● Required action: Which lines in the data below contain the string "struct"? Show each one.

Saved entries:

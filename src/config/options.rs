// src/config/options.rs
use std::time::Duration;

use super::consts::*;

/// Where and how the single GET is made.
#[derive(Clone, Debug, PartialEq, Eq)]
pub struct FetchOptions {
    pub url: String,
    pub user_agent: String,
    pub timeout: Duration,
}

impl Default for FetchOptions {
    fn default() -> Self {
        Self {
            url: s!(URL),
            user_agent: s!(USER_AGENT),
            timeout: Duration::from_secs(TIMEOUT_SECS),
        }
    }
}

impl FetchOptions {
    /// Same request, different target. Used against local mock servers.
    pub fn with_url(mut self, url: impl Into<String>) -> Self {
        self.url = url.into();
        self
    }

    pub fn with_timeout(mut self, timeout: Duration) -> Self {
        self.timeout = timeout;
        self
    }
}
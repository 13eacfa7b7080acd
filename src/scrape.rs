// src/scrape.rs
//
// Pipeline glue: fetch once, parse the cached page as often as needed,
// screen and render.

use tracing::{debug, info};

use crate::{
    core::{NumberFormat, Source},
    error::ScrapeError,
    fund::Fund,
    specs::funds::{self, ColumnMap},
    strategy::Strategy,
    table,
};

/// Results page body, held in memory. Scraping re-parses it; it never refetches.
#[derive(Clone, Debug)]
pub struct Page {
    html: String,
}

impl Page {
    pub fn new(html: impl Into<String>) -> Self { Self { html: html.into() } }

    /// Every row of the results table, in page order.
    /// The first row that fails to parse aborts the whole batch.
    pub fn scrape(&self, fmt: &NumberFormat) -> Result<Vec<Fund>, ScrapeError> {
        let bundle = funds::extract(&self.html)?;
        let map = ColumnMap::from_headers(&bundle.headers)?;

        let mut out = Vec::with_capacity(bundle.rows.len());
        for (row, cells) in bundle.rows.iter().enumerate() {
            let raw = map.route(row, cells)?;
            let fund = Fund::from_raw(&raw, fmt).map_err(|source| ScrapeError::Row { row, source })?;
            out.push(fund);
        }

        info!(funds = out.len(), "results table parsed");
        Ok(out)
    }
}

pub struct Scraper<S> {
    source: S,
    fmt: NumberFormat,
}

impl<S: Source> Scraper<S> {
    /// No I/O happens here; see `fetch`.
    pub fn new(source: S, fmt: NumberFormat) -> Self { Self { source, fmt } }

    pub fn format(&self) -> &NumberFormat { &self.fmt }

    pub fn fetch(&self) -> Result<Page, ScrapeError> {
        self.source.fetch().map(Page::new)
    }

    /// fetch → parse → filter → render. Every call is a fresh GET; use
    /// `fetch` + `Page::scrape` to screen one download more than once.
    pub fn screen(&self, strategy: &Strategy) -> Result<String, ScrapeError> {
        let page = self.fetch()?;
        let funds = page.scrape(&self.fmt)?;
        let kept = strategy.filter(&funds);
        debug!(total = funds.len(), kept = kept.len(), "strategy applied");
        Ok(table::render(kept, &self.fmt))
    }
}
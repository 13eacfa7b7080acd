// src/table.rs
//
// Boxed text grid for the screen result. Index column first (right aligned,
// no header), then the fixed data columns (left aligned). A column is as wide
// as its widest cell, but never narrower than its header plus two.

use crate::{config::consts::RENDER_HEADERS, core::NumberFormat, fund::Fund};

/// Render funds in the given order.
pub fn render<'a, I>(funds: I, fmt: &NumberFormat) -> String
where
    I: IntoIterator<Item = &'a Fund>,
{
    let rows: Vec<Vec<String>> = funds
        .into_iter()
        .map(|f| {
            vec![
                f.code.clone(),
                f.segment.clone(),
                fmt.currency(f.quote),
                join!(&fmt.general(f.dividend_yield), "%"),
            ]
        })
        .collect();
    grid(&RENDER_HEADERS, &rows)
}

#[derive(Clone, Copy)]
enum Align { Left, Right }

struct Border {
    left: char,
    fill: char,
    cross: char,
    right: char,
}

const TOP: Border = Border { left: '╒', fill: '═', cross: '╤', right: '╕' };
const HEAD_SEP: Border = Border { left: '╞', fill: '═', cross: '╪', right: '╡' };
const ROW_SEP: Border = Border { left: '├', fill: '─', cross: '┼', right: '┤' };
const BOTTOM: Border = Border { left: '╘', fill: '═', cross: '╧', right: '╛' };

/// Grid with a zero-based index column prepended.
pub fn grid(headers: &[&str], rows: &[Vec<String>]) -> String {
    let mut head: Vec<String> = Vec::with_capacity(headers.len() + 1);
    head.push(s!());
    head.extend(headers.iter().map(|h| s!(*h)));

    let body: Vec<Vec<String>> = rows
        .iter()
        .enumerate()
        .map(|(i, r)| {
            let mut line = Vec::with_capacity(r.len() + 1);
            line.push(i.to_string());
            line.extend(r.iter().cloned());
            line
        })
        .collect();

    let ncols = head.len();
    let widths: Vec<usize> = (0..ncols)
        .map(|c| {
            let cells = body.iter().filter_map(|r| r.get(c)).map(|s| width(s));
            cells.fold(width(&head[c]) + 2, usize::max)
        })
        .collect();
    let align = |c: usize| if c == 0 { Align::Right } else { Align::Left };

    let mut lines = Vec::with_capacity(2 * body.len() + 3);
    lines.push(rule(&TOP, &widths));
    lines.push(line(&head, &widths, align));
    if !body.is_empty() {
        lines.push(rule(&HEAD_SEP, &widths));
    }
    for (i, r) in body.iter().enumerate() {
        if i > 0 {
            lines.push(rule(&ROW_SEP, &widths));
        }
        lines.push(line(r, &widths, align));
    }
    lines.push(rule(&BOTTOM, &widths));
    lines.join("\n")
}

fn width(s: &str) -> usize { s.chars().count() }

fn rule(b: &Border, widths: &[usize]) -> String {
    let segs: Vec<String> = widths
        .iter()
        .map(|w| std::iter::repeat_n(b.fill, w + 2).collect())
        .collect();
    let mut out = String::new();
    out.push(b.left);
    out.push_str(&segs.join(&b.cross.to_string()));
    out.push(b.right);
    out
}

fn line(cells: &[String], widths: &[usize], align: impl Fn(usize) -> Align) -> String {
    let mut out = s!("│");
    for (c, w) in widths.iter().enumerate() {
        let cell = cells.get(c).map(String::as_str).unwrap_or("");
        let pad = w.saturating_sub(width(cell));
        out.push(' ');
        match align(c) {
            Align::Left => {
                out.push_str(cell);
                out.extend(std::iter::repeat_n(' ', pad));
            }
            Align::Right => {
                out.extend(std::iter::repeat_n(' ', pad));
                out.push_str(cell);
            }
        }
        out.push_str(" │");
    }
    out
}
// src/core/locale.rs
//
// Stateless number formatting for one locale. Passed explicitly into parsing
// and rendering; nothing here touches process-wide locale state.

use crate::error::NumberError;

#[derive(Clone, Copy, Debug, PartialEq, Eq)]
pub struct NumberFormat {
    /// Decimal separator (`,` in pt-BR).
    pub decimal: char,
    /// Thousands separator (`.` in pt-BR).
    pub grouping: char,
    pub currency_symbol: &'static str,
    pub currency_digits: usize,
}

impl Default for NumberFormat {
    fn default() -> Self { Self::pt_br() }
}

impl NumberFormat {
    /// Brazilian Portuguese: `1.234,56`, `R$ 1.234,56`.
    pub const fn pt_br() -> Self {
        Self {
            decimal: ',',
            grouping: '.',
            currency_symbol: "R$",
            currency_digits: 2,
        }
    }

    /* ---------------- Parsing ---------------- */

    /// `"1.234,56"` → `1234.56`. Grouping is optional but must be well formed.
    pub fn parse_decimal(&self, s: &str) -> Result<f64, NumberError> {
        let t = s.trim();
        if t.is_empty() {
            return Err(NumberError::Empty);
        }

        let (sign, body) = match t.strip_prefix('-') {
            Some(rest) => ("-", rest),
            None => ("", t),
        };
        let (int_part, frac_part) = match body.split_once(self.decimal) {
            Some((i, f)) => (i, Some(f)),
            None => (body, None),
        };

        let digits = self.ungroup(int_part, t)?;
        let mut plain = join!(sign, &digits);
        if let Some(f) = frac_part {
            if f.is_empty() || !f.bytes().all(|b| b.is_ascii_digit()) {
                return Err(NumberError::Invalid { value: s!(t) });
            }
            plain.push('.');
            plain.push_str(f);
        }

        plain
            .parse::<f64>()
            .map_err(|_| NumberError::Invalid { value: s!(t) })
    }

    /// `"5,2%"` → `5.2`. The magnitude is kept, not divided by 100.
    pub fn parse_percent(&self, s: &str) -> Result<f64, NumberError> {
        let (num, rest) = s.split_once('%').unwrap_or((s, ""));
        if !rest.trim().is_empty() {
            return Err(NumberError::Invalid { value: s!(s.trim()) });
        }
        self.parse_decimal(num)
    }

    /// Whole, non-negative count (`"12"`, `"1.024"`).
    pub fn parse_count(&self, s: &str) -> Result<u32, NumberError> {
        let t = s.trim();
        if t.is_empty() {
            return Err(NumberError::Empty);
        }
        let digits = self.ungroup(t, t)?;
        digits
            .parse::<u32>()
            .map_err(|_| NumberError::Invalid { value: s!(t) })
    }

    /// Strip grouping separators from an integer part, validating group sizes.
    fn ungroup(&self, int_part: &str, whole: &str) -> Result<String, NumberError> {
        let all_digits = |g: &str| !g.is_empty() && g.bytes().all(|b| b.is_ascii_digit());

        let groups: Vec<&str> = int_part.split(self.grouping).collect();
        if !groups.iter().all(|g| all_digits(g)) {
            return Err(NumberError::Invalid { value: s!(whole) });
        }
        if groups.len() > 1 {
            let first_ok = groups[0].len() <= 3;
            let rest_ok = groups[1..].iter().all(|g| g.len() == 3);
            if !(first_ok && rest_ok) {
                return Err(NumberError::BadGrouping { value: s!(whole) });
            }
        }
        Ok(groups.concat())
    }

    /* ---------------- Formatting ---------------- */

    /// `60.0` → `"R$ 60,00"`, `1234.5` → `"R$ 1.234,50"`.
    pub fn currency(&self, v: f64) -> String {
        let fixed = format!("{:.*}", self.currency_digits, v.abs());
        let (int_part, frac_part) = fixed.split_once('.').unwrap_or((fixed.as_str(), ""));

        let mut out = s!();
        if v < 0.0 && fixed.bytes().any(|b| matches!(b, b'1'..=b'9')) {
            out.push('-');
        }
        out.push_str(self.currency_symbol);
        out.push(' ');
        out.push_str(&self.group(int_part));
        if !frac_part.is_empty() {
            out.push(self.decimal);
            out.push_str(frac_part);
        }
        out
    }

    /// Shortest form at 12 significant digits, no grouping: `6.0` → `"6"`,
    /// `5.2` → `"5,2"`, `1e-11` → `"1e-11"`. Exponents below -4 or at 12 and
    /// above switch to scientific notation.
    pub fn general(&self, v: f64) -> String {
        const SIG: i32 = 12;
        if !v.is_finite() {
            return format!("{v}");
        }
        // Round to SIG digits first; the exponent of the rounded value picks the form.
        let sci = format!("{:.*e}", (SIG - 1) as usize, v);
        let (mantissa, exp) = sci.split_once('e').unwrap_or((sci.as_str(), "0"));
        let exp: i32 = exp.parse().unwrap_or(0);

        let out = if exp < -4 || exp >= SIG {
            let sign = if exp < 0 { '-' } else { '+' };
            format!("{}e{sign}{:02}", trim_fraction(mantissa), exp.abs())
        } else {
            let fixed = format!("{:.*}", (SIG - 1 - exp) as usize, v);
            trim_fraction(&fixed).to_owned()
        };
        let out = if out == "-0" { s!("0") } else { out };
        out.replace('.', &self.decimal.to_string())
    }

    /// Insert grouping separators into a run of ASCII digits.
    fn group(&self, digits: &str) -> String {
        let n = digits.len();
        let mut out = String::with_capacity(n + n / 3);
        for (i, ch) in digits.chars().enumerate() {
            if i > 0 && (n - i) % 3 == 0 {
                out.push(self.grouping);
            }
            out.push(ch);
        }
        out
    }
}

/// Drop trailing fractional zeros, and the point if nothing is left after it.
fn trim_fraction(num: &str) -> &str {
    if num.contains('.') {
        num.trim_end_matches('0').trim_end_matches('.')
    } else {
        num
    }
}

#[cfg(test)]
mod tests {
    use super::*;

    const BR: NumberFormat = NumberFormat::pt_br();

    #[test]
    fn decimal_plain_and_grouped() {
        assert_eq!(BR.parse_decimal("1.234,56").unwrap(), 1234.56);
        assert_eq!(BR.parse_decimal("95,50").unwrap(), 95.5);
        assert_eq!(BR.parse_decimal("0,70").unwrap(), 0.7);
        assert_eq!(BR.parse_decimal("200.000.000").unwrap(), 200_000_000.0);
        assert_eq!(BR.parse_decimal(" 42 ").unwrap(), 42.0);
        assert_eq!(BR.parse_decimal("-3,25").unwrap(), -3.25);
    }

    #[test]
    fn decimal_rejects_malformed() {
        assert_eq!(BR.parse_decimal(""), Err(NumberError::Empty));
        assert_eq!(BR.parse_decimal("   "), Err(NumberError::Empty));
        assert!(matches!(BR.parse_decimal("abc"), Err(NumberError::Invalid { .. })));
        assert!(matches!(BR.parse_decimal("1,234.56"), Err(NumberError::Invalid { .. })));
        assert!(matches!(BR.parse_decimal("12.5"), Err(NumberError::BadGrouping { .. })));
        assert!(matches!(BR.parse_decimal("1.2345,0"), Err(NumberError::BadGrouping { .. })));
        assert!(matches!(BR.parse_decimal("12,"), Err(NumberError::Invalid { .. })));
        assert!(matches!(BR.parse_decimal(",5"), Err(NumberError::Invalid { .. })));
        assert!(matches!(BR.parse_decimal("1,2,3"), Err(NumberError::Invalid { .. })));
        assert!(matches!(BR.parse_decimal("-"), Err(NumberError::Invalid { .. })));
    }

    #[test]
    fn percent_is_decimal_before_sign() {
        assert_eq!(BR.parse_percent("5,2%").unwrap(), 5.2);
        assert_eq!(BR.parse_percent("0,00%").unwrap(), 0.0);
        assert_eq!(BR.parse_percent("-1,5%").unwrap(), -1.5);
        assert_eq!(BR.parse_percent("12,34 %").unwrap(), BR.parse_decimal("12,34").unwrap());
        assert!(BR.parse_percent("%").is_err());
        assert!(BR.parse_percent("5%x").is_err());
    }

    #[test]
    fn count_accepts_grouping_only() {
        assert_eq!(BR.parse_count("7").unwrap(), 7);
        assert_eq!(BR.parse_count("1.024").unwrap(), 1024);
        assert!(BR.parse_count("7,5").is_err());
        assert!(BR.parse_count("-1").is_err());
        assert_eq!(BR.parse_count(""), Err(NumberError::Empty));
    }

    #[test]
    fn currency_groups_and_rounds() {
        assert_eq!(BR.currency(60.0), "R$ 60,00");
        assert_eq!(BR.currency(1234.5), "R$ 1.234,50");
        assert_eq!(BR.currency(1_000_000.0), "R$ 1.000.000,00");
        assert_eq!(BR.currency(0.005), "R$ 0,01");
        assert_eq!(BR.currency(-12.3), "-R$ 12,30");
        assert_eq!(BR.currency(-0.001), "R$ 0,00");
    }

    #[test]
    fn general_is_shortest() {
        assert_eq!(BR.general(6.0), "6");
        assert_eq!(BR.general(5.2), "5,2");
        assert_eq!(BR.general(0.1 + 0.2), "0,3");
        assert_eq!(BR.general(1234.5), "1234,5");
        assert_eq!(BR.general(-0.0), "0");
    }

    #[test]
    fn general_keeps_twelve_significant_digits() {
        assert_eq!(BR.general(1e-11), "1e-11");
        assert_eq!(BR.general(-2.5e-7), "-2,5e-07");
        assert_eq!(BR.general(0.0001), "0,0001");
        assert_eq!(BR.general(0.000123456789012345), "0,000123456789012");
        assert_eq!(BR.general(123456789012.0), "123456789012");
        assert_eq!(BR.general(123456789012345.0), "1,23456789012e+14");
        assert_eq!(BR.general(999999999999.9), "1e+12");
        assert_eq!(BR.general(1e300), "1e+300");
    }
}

● Output:
pub struct FetchOptions {
pub struct Page {
pub struct Scraper<S> {
struct Border {
pub struct NumberFormat {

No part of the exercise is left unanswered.